(Stored data entries)
──────────────────────────────

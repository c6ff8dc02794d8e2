use std::fmt::Write as _;

use tracing::instrument;

use crate::error::StepError;
use crate::prompts;
use crate::providers::{CompletionRequest, DynLanguageModel, ModelTask};
use crate::session::{Citation, KnowledgeEntry};

/// Concatenate knowledge entries and the citations they reference.
pub fn build_knowledge_base(entries: &[KnowledgeEntry], citations: &[Citation]) -> String {
    let mut output = String::new();
    for entry in entries {
        let _ = writeln!(output, "## {}\n{}\n", entry.source_query, entry.summary.trim());
    }

    let mut referenced: Vec<&Citation> = citations
        .iter()
        .filter(|citation| {
            entries.iter().any(|entry| {
                entry
                    .sources
                    .iter()
                    .any(|source| source.citation_index == citation.index)
            })
        })
        .collect();
    referenced.sort_by_key(|citation| citation.index);

    if !referenced.is_empty() {
        output.push_str("## Sources\n");
        for citation in referenced {
            let _ = writeln!(output, "[{}] {} - {}", citation.index, citation.title, citation.url);
        }
    }
    output
}

#[derive(Clone)]
pub struct ReportCompiler {
    model: DynLanguageModel,
}

impl ReportCompiler {
    pub fn new(model: DynLanguageModel) -> Self {
        Self { model }
    }

    /// Produce the final long-form report. The reply is returned verbatim.
    #[instrument(name = "report.compile", skip(self, knowledge_base), fields(kb_len = knowledge_base.len()))]
    pub async fn compile(
        &self,
        topic: &str,
        knowledge_base: &str,
        model: &str,
    ) -> Result<String, StepError> {
        let report = self
            .model
            .complete(CompletionRequest::new(
                ModelTask::Report,
                model,
                prompts::REPORT_SYSTEM,
                prompts::report_prompt(topic, knowledge_base),
            ))
            .await
            .map_err(|err| StepError::model("report", err))?;

        if report.trim().is_empty() {
            return Err(StepError::unparseable("report", "empty report"));
        }
        Ok(report)
    }
}

#[cfg(test)]
mod tests {
    use super::*;
    use crate::session::{NewCitation, SourceRef};

    #[test]
    fn knowledge_base_lists_only_referenced_sources() {
        let citations: Vec<Citation> = (1..=3)
            .map(|index| {
                NewCitation {
                    query: "history".into(),
                    url: format!("https://example.com/{index}"),
                    title: format!("Source {index}"),
                    snippet: String::new(),
                    content: String::new(),
                    degraded: false,
                }
                .into_citation(index)
            })
            .collect();
        let entries = vec![KnowledgeEntry {
            step: 0,
            source_query: "history".into(),
            summary: "Began in 1998 [3][1].".into(),
            sources: vec![
                SourceRef {
                    citation_index: 3,
                    url: "https://example.com/3".into(),
                },
                SourceRef {
                    citation_index: 1,
                    url: "https://example.com/1".into(),
                },
            ],
            follow_up: None,
            follow_up_consumed: false,
        }];

        let kb = build_knowledge_base(&entries, &citations);

        assert!(kb.starts_with("## history\nBegan in 1998 [3][1]."));
        assert!(kb.contains("[1] Source 1 - https://example.com/1\n[3] Source 3"));
        assert!(!kb.contains("Source 2"));
    }
}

──────────────────────────────

[Problem statement] Would you restate each of the entries word for word?

[Answer to this exercise]
repository c6ff8dc02794d8e2
use std::fmt::Write as _;

use tracing::instrument;

use crate::error::StepError;
use crate::prompts;
use crate::providers::{CompletionRequest, DynLanguageModel, ModelTask};
use crate::session::{Citation, KnowledgeEntry};

/// Concatenate knowledge entries and the citations they reference.
pub fn build_knowledge_base(entries: &[KnowledgeEntry], citations: &[Citation]) -> String {
    let mut output = String::new();
    for entry in entries {
        let _ = writeln!(output, "## {}\n{}\n", entry.source_query, entry.summary.trim());
    }

    let mut referenced: Vec<&Citation> = citations
        .iter()
        .filter(|citation| {
            entries.iter().any(|entry| {
                entry
                    .sources
                    .iter()
                    .any(|source| source.citation_index == citation.index)
            })
        })
        .collect();
    referenced.sort_by_key(|citation| citation.index);

    if !referenced.is_empty() {
        output.push_str("## Sources\n");
        for citation in referenced {
            let _ = writeln!(output, "[{}] {} - {}", citation.index, citation.title, citation.url);
        }
    }
    output
}

#[derive(Clone)]
pub struct ReportCompiler {
    model: DynLanguageModel,
}

impl ReportCompiler {
    pub fn new(model: DynLanguageModel) -> Self {
        Self { model }
    }

    /// Produce the final long-form report. The reply is returned verbatim.
    #[instrument(name = "report.compile", skip(self, knowledge_base), fields(kb_len = knowledge_base.len()))]
    pub async fn compile(
        &self,
        topic: &str,
        knowledge_base: &str,
        model: &str,
    ) -> Result<String, StepError> {
        let report = self
            .model
            .complete(CompletionRequest::new(
                ModelTask::Report,
                model,
                prompts::REPORT_SYSTEM,
                prompts::report_prompt(topic, knowledge_base),
            ))
            .await
            .map_err(|err| StepError::model("report", err))?;

        if report.trim().is_empty() {
            return Err(StepError::unparseable("report", "empty report"));
        }
        Ok(report)
    }
}

#[cfg(test)]
mod tests {
    use super::*;
    use crate::session::{NewCitation, SourceRef};

    #[test]
    fn knowledge_base_lists_only_referenced_sources() {
        let citations: Vec<Citation> = (1..=3)
            .map(|index| {
                NewCitation {
                    query: "history".into(),
                    url: format!("https://example.com/{index}"),
                    title: format!("Source {index}"),
                    snippet: String::new(),
                    content: String::new(),
                    degraded: false,
                }
                .into_citation(index)
            })
            .collect();
        let entries = vec![KnowledgeEntry {
            step: 0,
            source_query: "history".into(),
            summary: "Began in 1998 [3][1].".into(),
            sources: vec![
                SourceRef {
                    citation_index: 3,
                    url: "https://example.com/3".into(),
                },
                SourceRef {
                    citation_index: 1,
                    url: "https://example.com/1".into(),
                },
            ],
            follow_up: None,
            follow_up_consumed: false,
        }];

        let kb = build_knowledge_base(&entries, &citations);

        assert!(kb.starts_with("## history\nBegan in 1998 [3][1]."));
        assert!(kb.contains("[1] Source 1 - https://example.com/1\n[3] Source 3"));
        assert!(!kb.contains("Source 2"));
    }
}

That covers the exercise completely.